Habitual intake of advanced glycation endproducts is not associated with worse insulin sensitivity, worse beta cell function, or presence of prediabetes or type 2 diabetes: The Maastricht Study

Abstract

A diet high in advanced glycation endproducts (AGEs) is a potential risk factor for insulin resistance, beta cell dysfunction, and ultimately type 2 diabetes. We investigated associations between habitual intake of dietary AGEs and glucose metabolism in a population-based setting. In 6275 participants of The Maastricht Study (mean±SD age: 60±9, 15.1% prediabetes and 23.2% type 2 diabetes), we estimated habitual intake of dietary AGEs Nε-(carboxymethyl)lysine (CML), Nε-(1-carboxyethyl)lysine (CEL), and Nδ-(5-hydro-5-methyl-4-imidazolon-2-yl)-ornithine (MG-H1) by combining a validated food frequency questionnaire (FFQ) with our mass-spectrometry dietary AGE database. We determined insulin sensitivity (Matsuda- and HOMA-IR index), beta cell function (C-peptidogenic index, glucose sensitivity, potentiation factor, and rate sensitivity), glucose metabolism status, fasting glucose, HbA1c, post-OGTT glucose, and OGTT glucose incremental area under the curve.

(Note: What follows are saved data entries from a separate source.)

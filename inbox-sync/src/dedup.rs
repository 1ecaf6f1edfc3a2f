//! Deduplication against already-stored messages.
//!
//! One set-membership pass over the batch: O(existing + incoming), never a
//! per-record query. The storage layer's unique index remains the backstop
//! for races between concurrent syncs.

use std::collections::HashSet;

use inbox_core::NormalizedMessage;

/// Splits the batch into (not yet stored, skipped-as-duplicate count).
/// A message is a duplicate iff its remote id is in `existing`; messages
/// without a remote id are never considered duplicates.
pub fn split_new(
    batch: Vec<NormalizedMessage>,
    existing: &HashSet<String>,
) -> (Vec<NormalizedMessage>, usize) {
    let before = batch.len();
    let fresh: Vec<NormalizedMessage> = batch
        .into_iter()
        .filter(|message| {
            message
                .remote_id
                .as_ref()
                .map(|id| !existing.contains(id))
                .unwrap_or(true)
        })
        .collect();
    let skipped = before - fresh.len();
    (fresh, skipped)
}
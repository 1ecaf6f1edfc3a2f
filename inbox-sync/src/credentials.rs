//! Credential lookup for connected Facebook pages.
//!
//! The trait keeps the pipeline testable without a channels table; production
//! uses [`ChannelCredentialResolver`] backed by storage.

use async_trait::async_trait;
use inbox_core::{PageCredential, Result, SyncError};
use storage::ChannelRepository;

#[async_trait]
pub trait CredentialResolver: Send + Sync {
    /// Returns the access credential for a page, or None when the page is not
    /// connected.
    async fn resolve(&self, page_id: &str) -> Result<Option<PageCredential>>;
}

/// Resolves credentials from the `channels` table. Disconnected pages resolve
/// to None even when a stale token is still stored.
pub struct ChannelCredentialResolver {
    channels: ChannelRepository,
}

impl ChannelCredentialResolver {
    pub fn new(channels: ChannelRepository) -> Self {
        Self { channels }
    }
}

#[async_trait]
impl CredentialResolver for ChannelCredentialResolver {
    async fn resolve(&self, page_id: &str) -> Result<Option<PageCredential>> {
        let channel = self
            .channels
            .find_by_page_id(page_id)
            .await
            .map_err(SyncError::storage)?;

        Ok(channel
            .filter(|c| c.status == "connected")
            .map(|c| PageCredential {
                access_token: c.access_token,
                page_name: c.page_name,
                company_id: c.company_id,
            }))
    }
}
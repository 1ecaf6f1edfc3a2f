//! inbox CLI: trigger a Facebook message sync for one conversation, or
//! register a connected page. Config from env and optional CLI args.

use std::sync::Arc;

use anyhow::{Context, Result};
use clap::{Parser, Subcommand};
use facebook_graph::GraphClient;
use inbox_core::init_tracing;
use inbox_sync::{SyncConfig, SyncService};
use storage::{
    ChannelRecord, ChannelRepository, ConversationRepository, MessageRepository,
    SqlitePoolManager,
};
use tracing::error;

#[derive(Parser)]
#[command(name = "inbox")]
#[command(about = "Inbox sync CLI: sync Facebook messages, manage channels", long_about = None)]
#[command(version)]
struct Cli {
    #[command(subcommand)]
    command: Commands,
}

#[derive(Subcommand)]
enum Commands {
    /// Sync one conversation's Facebook messages into the local inbox.
    Sync {
        #[arg(long)]
        company_id: String,
        #[arg(long)]
        conversation_id: String,
        /// Overrides DATABASE_URL.
        #[arg(long)]
        database_url: Option<String>,
    },
    /// Register (or refresh) a connected Facebook page and its access token.
    AddChannel {
        #[arg(long)]
        page_id: String,
        #[arg(long)]
        company_id: String,
        #[arg(long)]
        page_name: String,
        #[arg(long)]
        access_token: String,
        #[arg(long)]
        database_url: Option<String>,
    },
}

#[tokio::main]
async fn main() -> Result<()> {
    dotenvy::dotenv().ok();

    let cli = Cli::parse();

    match cli.command {
        Commands::Sync {
            company_id,
            conversation_id,
            database_url,
        } => handle_sync(company_id, conversation_id, database_url).await,
        Commands::AddChannel {
            page_id,
            company_id,
            page_name,
            access_token,
            database_url,
        } => handle_add_channel(page_id, company_id, page_name, access_token, database_url).await,
    }
}

struct Repos {
    conversations: ConversationRepository,
    channels: ChannelRepository,
    messages: MessageRepository,
}

async fn open_repos(config: &SyncConfig) -> Result<Repos> {
    let pool = SqlitePoolManager::new(&config.database_url)
        .await
        .context("Failed to open database")?;
    let conversations = ConversationRepository::new(pool.clone())
        .await
        .context("Failed to init conversations table")?;
    let channels = ChannelRepository::new(pool.clone())
        .await
        .context("Failed to init channels table")?;
    let messages = MessageRepository::new(pool)
        .await
        .context("Failed to init messages table")?;
    Ok(Repos {
        conversations,
        channels,
        messages,
    })
}

async fn handle_sync(
    company_id: String,
    conversation_id: String,
    database_url: Option<String>,
) -> Result<()> {
    let config = SyncConfig::load(database_url)?;
    config.validate()?;
    init_tracing(&config.log_file)?;

    let repos = open_repos(&config).await?;
    let api = Arc::new(GraphClient::with_base_url(
        config.graph_api_url.clone(),
        config.graph_api_version.clone(),
    ));
    let service = SyncService::new(repos.conversations, repos.channels, repos.messages, api);

    match service.sync_conversation(&company_id, &conversation_id).await {
        Ok(report) => {
            println!("{}", serde_json::to_string_pretty(&report)?);
            Ok(())
        }
        Err(err) => {
            error!(
                status = err.http_status(),
                "Sync failed: {}", err
            );
            Err(err).with_context(|| {
                format!("Sync failed for conversation {}", conversation_id)
            })
        }
    }
}

async fn handle_add_channel(
    page_id: String,
    company_id: String,
    page_name: String,
    access_token: String,
    database_url: Option<String>,
) -> Result<()> {
    let config = SyncConfig::load(database_url)?;
    init_tracing(&config.log_file)?;

    let repos = open_repos(&config).await?;
    let channel = ChannelRecord::new(page_id.clone(), company_id, page_name, access_token);
    repos
        .channels
        .save(&channel)
        .await
        .context("Failed to save channel")?;

    println!("Channel {} registered", page_id);
    Ok(())
}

Cross-sectional associations between habitual AGE intake and these outcomes were investigated using a combination of multiple linear regression and multinomial logistic regression adjusting for several potential confounders (demographic, cardiovascular, and lifestyle factors). Generally, higher habitual intake of AGEs was not associated with worse indices of glucose metabolism, nor with increased presence of prediabetes or type 2 diabetes. Higher dietary MG-H1 was associated with better beta cell glucose sensitivity. The present study does not support an association of dietary AGEs with impaired glucose metabolism. Whether higher intake of dietary AGEs translates to increased incidence of prediabetes or type 2 diabetes on the long term should be investigated in large prospective cohort studies.